Siendo Granada entera, una ciudad idílica para el fotógrafo, ávido de captar
todas sus esencias, que convierte al paseante anónimo en protagonista de una
leyenda, tiene no obstante rincones que son primores y paisajes de ensueño,
que bien valdrían por si solos ser considerados, al menos, patrimonio de mi
humanidad.
En el Barranco del Abogao (que es como se le conoce, aunque docto y culto
fuera el aboga-do), Granada se me cae por la ladera y no sé si el Genil allá
abajo podrá pararla.
Con la mágica luz del atardecer de invierno, el Realejo se erige protagonista en
primer término y tras saltar la muralla planta sus motivos… reales… frente a la
mítica Alhambra y el silencioso Albayzín, que mira con celos como el sol se
consume en las calles de la antigua judería, la Gárnata-al-Yahud.

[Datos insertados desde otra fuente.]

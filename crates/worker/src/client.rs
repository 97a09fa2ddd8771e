// SPDX-License-Identifier: BUSL-1.1
// Copyright (c) 2026 Alfred Jean LLC

//! Wire client: one connection per request.

use cc_core::{JobId, TaskError, TaskId, WorkerId};
use cc_wire::{
    decode, encode, read_message, write_message, BeatStatus, ClaimedTask, ErrorKind,
    ProtocolError, Request, Response, TaskReport,
};
use thiserror::Error;
use tokio::net::TcpStream;

#[derive(Debug, Error)]
pub enum ClientError {
    #[error("cannot reach coordinator: {0}")]
    Connect(std::io::Error),

    #[error("protocol error: {0}")]
    Protocol(#[from] ProtocolError),

    #[error("coordinator rejected request ({kind}): {message}")]
    Coordinator { kind: ErrorKind, message: String },

    #[error("unexpected response: {0}")]
    Unexpected(String),
}

impl ClientError {
    /// Connection-level failure, as opposed to a coordinator verdict.
    pub fn is_unreachable(&self) -> bool {
        matches!(self, ClientError::Connect(_))
    }
}

/// Coordinator client for the worker agent.
#[derive(Debug, Clone)]
pub struct Client {
    addr: String,
}

impl Client {
    /// `addr` is `host:port`.
    pub fn new(addr: impl Into<String>) -> Self {
        Self { addr: addr.into() }
    }

    pub async fn request(&self, request: &Request) -> Result<Response, ClientError> {
        let mut stream = TcpStream::connect(&self.addr).await.map_err(ClientError::Connect)?;
        let payload = encode(request)?;
        write_message(&mut stream, &payload).await?;
        let response = read_message(&mut stream).await?;
        match decode::<Response>(&response)? {
            Response::Error { kind, message } => Err(ClientError::Coordinator { kind, message }),
            response => Ok(response),
        }
    }

    pub async fn ping(&self) -> Result<(), ClientError> {
        match self.request(&Request::Ping).await? {
            Response::Pong => Ok(()),
            other => Err(unexpected(other)),
        }
    }

    pub async fn claim(&self, worker_id: &WorkerId) -> Result<Option<ClaimedTask>, ClientError> {
        let request = Request::ClaimTask { worker_id: worker_id.clone() };
        match self.request(&request).await? {
            Response::Task { task } => Ok(task),
            other => Err(unexpected(other)),
        }
    }

    pub async fn heartbeat(
        &self,
        worker_id: &WorkerId,
        task_id: &TaskId,
    ) -> Result<BeatStatus, ClientError> {
        let request = Request::Heartbeat { worker_id: worker_id.clone(), task_id: *task_id };
        match self.request(&request).await? {
            Response::HeartbeatStatus { status } => Ok(status),
            other => Err(unexpected(other)),
        }
    }

    pub async fn download(
        &self,
        job_id: &JobId,
        name: &str,
    ) -> Result<(Vec<u8>, String), ClientError> {
        let request = Request::DownloadArtifact { job_id: *job_id, name: name.to_string() };
        match self.request(&request).await? {
            Response::Artifact { bytes, hash, .. } => Ok((bytes, hash)),
            other => Err(unexpected(other)),
        }
    }

    pub async fn upload(
        &self,
        job_id: &JobId,
        name: &str,
        bytes: Vec<u8>,
    ) -> Result<(), ClientError> {
        let request = Request::UploadArtifact { job_id: *job_id, name: name.to_string(), bytes };
        match self.request(&request).await? {
            Response::Ok => Ok(()),
            other => Err(unexpected(other)),
        }
    }

    pub async fn report_success(
        &self,
        worker_id: &WorkerId,
        task_id: &TaskId,
        outputs: Vec<String>,
    ) -> Result<(), ClientError> {
        self.report(worker_id, task_id, TaskReport::Success { outputs }).await
    }

    pub async fn report_failure(
        &self,
        worker_id: &WorkerId,
        task_id: &TaskId,
        error: TaskError,
    ) -> Result<(), ClientError> {
        self.report(worker_id, task_id, TaskReport::Failure { error }).await
    }

    async fn report(
        &self,
        worker_id: &WorkerId,
        task_id: &TaskId,
        report: TaskReport,
    ) -> Result<(), ClientError> {
        let request =
            Request::ReportTask { worker_id: worker_id.clone(), task_id: *task_id, report };
        match self.request(&request).await? {
            Response::Ok => Ok(()),
            other => Err(unexpected(other)),
        }
    }
}

fn unexpected(response: Response) -> ClientError {
    ClientError::Unexpected(format!("{:?}", response))
}

#[cfg(test)]
#[path = "client_tests.rs"]
mod tests;
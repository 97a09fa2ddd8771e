// SPDX-License-Identifier: BUSL-1.1
// Copyright (c) 2026 Alfred Jean LLC

//! Task identity, state machine, and failure records.

use crate::job::JobId;
use crate::limits::MAX_RETRIES;
use crate::worker::WorkerId;
use serde::{Deserialize, Serialize};

crate::define_id! {
    /// Unique identifier for a task, unique across all jobs.
    pub struct TaskId("tsk-");
}

/// What kind of work the task performs within its job.
#[derive(Debug, Clone, Copy, PartialEq, Eq, Serialize, Deserialize)]
#[serde(rename_all = "snake_case")]
pub enum TaskKind {
    Single,
    Map,
    Reduce,
}

crate::simple_display! {
    TaskKind {
        Single => "single",
        Map => "map",
        Reduce => "reduce",
    }
}

/// Task state machine.
///
/// ```text
/// Pending → Assigned → Running → Succeeded
///              └──────────┴────→ Failed ──retry──→ Pending
/// ```
///
/// Transitions are monotonic; the only re-entered state is `Pending`,
/// via explicit retry after a failure or lease expiry.
#[derive(Debug, Clone, Copy, PartialEq, Eq, Serialize, Deserialize)]
#[serde(rename_all = "snake_case")]
pub enum TaskState {
    Pending,
    Assigned,
    Running,
    Succeeded,
    Failed,
}

impl TaskState {
    pub fn is_terminal(&self) -> bool {
        matches!(self, TaskState::Succeeded | TaskState::Failed)
    }
}

crate::simple_display! {
    TaskState {
        Pending => "pending",
        Assigned => "assigned",
        Running => "running",
        Succeeded => "succeeded",
        Failed => "failed",
    }
}

/// A worker's time-bounded claim on a task.
#[derive(Debug, Clone, PartialEq, Eq, Serialize, Deserialize)]
pub struct Lease {
    pub worker: WorkerId,
    pub issued_at_ms: u64,
    pub expires_at_ms: u64,
}

/// Why a task attempt failed.
#[derive(Debug, Clone, PartialEq, Eq, Serialize, Deserialize)]
#[serde(tag = "kind", rename_all = "snake_case")]
pub enum TaskErrorKind {
    /// The claiming worker has no descriptor for the task's plugin kind.
    /// Another worker may still succeed, so this counts as a retry.
    PluginUnknown,
    /// The worker could not download a declared input artifact.
    InputUnavailable,
    /// The plugin container exited non-zero.
    PluginExit { code: i32 },
    /// The container exited zero but a declared output is missing.
    OutputMissing,
    /// The lease lapsed without heartbeats; registry-internal.
    LeaseExpired,
    /// The job was cancelled while the task was in flight.
    JobCancelled,
}

impl TaskErrorKind {
    /// How many re-queues this failure kind earns before it is terminal.
    ///
    /// `OutputMissing` is a plugin bug, not an environment hiccup: one
    /// retry, then terminal.
    pub fn retry_cap(&self) -> u32 {
        match self {
            TaskErrorKind::OutputMissing => 1,
            _ => MAX_RETRIES,
        }
    }
}

crate::simple_display! {
    TaskErrorKind {
        PluginUnknown => "plugin_unknown",
        InputUnavailable => "input_unavailable",
        PluginExit{..} => "plugin_exit",
        OutputMissing => "output_missing",
        LeaseExpired => "lease_expired",
        JobCancelled => "job_cancelled",
    }
}

/// A failure record: the kind plus human-readable detail (stderr tail,
/// missing artifact name, ...).
#[derive(Debug, Clone, PartialEq, Eq, Serialize, Deserialize)]
pub struct TaskError {
    pub kind: TaskErrorKind,
    pub detail: String,
}

impl TaskError {
    pub fn new(kind: TaskErrorKind, detail: impl Into<String>) -> Self {
        Self { kind, detail: detail.into() }
    }
}

impl std::fmt::Display for TaskError {
    fn fmt(&self, f: &mut std::fmt::Formatter<'_>) -> std::fmt::Result {
        if self.detail.is_empty() {
            write!(f, "{}", self.kind)
        } else {
            write!(f, "{}: {}", self.kind, self.detail)
        }
    }
}

/// Same-worker redispatch block after a failed attempt.
#[derive(Debug, Clone, PartialEq, Eq, Serialize, Deserialize)]
pub struct Cooldown {
    pub worker: WorkerId,
    pub until_ms: u64,
}

/// A unit of work within a job, assignable to one worker at a time.
#[derive(Debug, Clone, Serialize, Deserialize)]
pub struct Task {
    pub id: TaskId,
    pub job: JobId,
    pub kind: TaskKind,
    /// 0..N−1 for map tasks, absent otherwise.
    pub shard_index: Option<u32>,
    pub plugin_kind: String,
    /// Input artifact names, resolved within the parent job.
    pub inputs: Vec<String>,
    /// Artifact names the worker must upload before reporting success.
    pub expected_outputs: Vec<String>,
    pub state: TaskState,
    pub lease: Option<Lease>,
    pub retry_count: u32,
    /// When the task last entered `Pending`; dispatch order key.
    pub pending_since_ms: u64,
    /// Block redispatch to the worker that just failed this task.
    pub cooldown: Option<Cooldown>,
    pub last_error: Option<TaskError>,
}

impl Task {
    #[allow(clippy::too_many_arguments)]
    pub fn new(
        id: TaskId,
        job: JobId,
        kind: TaskKind,
        shard_index: Option<u32>,
        plugin_kind: impl Into<String>,
        inputs: Vec<String>,
        expected_outputs: Vec<String>,
        now_ms: u64,
    ) -> Self {
        Self {
            id,
            job,
            kind,
            shard_index,
            plugin_kind: plugin_kind.into(),
            inputs,
            expected_outputs,
            state: TaskState::Pending,
            lease: None,
            retry_count: 0,
            pending_since_ms: now_ms,
            cooldown: None,
            last_error: None,
        }
    }

    /// The worker currently holding this task, if any.
    pub fn holder(&self) -> Option<&WorkerId> {
        match self.state {
            TaskState::Assigned | TaskState::Running => self.lease.as_ref().map(|l| &l.worker),
            _ => None,
        }
    }

    /// Whether `worker` may claim this task right now.
    pub fn claimable_by(&self, worker: &WorkerId, now_ms: u64) -> bool {
        if self.state != TaskState::Pending {
            return false;
        }
        match &self.cooldown {
            Some(cd) => cd.worker != *worker || cd.until_ms <= now_ms,
            None => true,
        }
    }

    /// Re-queue after a failure or lease expiry: increments the retry
    /// count, clears the lease, and re-enters `Pending`.
    pub fn requeue(&mut self, error: TaskError, now_ms: u64, cooldown: Option<Cooldown>) {
        self.retry_count += 1;
        self.state = TaskState::Pending;
        self.lease = None;
        self.pending_since_ms = now_ms;
        self.cooldown = cooldown;
        self.last_error = Some(error);
    }

    /// Fail terminally.
    pub fn fail(&mut self, error: TaskError) {
        self.state = TaskState::Failed;
        self.lease = None;
        self.last_error = Some(error);
    }
}

#[cfg(test)]
#[path = "task_tests.rs"]
mod tests;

Ya llama a misa de seis la campana de San Cecilio, mientras bajo a su
encuentro por las cuestas empinadas, que me ponen cipreses como hitos, que
me recuerdan la presencia divina, al tiempo que los chinos de las calles me
devuelven los pies al suelo.
Hoy, aquí, Granada ha sido única, como lo será mañana y pasado y al otro…
hoy me ha dado esta foto, intemporal. Hoy me ha vuelto a dar la vida.